Task brief
The word "exceed" appears in some lines of the listing below; report how many such lines there are, and nothing else.

=======

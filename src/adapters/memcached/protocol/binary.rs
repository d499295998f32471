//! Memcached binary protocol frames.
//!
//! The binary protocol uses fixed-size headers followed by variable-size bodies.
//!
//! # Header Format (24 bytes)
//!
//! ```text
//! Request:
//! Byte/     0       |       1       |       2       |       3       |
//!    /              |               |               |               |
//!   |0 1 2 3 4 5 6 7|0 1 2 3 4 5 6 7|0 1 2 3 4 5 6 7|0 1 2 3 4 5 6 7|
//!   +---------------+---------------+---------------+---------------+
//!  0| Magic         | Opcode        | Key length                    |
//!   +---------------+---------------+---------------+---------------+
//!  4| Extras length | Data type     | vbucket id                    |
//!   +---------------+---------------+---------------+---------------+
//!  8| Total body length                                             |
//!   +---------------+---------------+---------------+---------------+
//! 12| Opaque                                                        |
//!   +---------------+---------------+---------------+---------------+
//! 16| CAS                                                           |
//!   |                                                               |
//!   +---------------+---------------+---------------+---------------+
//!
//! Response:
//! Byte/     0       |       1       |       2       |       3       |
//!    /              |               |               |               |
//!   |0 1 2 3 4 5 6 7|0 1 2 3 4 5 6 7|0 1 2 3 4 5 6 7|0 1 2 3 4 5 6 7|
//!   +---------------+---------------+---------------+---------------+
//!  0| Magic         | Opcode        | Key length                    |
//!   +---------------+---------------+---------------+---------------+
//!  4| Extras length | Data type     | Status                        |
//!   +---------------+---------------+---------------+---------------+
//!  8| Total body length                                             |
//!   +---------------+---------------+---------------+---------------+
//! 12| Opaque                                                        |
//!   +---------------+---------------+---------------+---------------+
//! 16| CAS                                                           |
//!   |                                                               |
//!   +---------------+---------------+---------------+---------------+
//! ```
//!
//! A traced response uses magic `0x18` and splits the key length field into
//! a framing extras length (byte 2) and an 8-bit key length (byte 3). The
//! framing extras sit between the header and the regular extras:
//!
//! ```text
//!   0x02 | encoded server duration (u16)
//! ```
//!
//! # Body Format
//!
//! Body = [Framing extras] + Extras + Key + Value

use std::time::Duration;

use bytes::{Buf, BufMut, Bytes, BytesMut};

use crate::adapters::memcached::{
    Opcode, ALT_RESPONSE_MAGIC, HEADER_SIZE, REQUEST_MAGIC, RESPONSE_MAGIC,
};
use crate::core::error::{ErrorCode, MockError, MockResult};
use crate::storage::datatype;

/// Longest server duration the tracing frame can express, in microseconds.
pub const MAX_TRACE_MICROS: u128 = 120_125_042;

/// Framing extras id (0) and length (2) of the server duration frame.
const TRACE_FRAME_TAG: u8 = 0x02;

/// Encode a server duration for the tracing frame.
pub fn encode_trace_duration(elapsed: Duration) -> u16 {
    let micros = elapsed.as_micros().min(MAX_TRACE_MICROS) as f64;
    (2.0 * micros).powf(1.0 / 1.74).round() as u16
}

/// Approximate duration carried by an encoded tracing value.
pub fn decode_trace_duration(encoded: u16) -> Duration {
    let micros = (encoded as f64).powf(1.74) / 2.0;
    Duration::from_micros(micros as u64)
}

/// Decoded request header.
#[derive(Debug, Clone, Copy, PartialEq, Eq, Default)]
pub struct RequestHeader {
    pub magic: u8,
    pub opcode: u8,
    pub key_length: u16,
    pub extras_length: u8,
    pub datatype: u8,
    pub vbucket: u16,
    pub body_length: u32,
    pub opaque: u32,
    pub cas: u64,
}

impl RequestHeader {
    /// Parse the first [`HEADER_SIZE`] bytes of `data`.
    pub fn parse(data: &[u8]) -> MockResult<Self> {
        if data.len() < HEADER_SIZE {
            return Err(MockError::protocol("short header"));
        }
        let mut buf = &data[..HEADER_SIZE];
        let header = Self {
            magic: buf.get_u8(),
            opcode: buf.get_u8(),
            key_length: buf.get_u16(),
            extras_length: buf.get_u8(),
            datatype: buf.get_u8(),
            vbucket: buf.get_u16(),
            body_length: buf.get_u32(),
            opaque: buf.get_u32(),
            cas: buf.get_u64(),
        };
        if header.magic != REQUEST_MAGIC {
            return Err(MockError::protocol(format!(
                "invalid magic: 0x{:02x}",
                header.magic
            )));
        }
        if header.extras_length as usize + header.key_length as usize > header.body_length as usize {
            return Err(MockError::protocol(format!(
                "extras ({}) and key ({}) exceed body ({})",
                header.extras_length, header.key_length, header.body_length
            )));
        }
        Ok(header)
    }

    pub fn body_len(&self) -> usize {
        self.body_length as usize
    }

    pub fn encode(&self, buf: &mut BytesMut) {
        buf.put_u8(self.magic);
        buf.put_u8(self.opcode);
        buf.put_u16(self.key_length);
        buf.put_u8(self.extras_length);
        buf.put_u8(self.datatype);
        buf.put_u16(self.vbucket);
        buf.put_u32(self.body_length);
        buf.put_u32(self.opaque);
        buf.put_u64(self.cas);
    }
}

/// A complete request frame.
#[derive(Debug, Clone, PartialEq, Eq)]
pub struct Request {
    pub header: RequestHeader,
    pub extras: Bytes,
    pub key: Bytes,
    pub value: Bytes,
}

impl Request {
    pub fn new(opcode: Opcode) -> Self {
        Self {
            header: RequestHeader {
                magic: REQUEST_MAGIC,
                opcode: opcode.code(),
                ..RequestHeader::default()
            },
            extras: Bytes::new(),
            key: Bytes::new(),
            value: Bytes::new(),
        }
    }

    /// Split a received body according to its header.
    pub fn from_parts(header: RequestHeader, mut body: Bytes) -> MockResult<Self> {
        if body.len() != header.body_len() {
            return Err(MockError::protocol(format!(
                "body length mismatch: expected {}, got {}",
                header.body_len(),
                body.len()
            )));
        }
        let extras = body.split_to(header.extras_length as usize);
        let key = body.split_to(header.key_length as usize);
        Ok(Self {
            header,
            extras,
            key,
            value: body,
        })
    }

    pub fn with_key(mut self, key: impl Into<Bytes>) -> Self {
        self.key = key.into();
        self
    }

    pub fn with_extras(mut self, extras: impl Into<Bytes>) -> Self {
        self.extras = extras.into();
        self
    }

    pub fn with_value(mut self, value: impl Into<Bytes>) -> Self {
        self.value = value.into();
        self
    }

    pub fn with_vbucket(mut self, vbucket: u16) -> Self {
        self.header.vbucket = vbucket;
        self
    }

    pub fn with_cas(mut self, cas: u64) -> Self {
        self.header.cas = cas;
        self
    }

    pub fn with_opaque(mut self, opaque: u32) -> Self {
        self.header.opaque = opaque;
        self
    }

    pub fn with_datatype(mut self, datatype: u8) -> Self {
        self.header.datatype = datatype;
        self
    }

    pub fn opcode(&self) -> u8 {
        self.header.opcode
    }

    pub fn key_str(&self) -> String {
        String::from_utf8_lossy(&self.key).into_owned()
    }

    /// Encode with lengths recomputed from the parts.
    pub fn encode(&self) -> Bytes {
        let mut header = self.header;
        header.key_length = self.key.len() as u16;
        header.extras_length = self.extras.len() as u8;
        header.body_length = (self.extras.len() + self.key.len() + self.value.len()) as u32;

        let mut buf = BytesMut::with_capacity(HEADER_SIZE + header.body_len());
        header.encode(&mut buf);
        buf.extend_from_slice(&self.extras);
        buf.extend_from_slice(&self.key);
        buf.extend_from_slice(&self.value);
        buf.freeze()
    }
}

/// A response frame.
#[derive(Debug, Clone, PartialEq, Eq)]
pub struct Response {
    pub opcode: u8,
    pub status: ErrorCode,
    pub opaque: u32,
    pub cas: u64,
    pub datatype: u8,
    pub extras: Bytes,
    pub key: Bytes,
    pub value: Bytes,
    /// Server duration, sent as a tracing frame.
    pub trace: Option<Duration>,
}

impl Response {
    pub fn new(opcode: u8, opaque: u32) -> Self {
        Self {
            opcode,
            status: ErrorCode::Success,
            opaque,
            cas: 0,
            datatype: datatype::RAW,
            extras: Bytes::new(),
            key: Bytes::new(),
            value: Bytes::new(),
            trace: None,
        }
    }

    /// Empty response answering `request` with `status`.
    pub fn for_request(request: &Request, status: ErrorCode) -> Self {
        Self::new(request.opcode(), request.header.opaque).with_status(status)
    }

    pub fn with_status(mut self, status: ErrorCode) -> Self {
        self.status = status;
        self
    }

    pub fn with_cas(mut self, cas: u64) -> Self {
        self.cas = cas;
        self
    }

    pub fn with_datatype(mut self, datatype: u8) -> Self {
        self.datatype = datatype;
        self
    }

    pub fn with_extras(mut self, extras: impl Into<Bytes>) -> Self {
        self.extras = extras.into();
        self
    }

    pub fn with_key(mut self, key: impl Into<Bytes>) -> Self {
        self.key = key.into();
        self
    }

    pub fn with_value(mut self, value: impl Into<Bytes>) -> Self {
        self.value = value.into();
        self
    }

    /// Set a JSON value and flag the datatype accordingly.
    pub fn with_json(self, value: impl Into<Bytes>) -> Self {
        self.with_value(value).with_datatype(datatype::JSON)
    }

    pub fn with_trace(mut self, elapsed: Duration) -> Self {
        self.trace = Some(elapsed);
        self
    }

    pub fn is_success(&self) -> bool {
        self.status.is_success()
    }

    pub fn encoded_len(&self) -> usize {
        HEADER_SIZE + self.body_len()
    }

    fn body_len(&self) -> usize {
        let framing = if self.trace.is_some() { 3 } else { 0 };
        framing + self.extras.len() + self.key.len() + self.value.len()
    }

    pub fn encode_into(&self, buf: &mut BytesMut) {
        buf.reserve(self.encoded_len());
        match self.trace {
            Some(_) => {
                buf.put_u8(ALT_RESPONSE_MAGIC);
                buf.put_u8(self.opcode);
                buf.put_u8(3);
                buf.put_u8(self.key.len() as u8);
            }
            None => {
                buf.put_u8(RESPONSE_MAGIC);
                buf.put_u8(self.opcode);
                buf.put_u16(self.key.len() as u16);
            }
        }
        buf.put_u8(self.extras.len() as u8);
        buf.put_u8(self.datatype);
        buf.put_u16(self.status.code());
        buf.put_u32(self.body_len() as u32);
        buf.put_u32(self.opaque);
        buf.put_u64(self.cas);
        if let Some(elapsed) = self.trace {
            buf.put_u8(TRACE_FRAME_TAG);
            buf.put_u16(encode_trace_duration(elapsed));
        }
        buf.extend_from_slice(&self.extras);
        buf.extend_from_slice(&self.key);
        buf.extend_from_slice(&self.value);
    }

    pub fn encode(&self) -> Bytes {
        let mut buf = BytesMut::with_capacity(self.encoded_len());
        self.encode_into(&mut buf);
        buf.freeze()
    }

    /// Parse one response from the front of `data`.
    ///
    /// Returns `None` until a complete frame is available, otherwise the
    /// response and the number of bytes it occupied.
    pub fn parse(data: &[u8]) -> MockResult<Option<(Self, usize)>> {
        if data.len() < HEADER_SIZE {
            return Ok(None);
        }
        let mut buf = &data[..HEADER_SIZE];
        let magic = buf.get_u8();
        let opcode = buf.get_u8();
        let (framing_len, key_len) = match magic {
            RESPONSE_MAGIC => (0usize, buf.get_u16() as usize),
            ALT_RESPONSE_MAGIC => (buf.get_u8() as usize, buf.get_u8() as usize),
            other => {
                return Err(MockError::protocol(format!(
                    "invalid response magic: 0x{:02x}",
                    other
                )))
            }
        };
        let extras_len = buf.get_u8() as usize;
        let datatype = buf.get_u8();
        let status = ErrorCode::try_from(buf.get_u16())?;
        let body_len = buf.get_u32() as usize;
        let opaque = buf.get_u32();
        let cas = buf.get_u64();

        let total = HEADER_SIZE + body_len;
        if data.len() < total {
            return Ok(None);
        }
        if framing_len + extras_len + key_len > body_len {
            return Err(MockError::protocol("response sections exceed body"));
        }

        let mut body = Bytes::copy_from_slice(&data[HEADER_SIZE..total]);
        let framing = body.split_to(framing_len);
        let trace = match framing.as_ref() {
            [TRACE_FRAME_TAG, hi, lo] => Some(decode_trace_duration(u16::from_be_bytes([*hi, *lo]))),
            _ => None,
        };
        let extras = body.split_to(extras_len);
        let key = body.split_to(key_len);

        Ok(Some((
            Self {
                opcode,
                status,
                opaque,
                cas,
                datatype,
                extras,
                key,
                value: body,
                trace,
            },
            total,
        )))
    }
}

=======

Written solution
2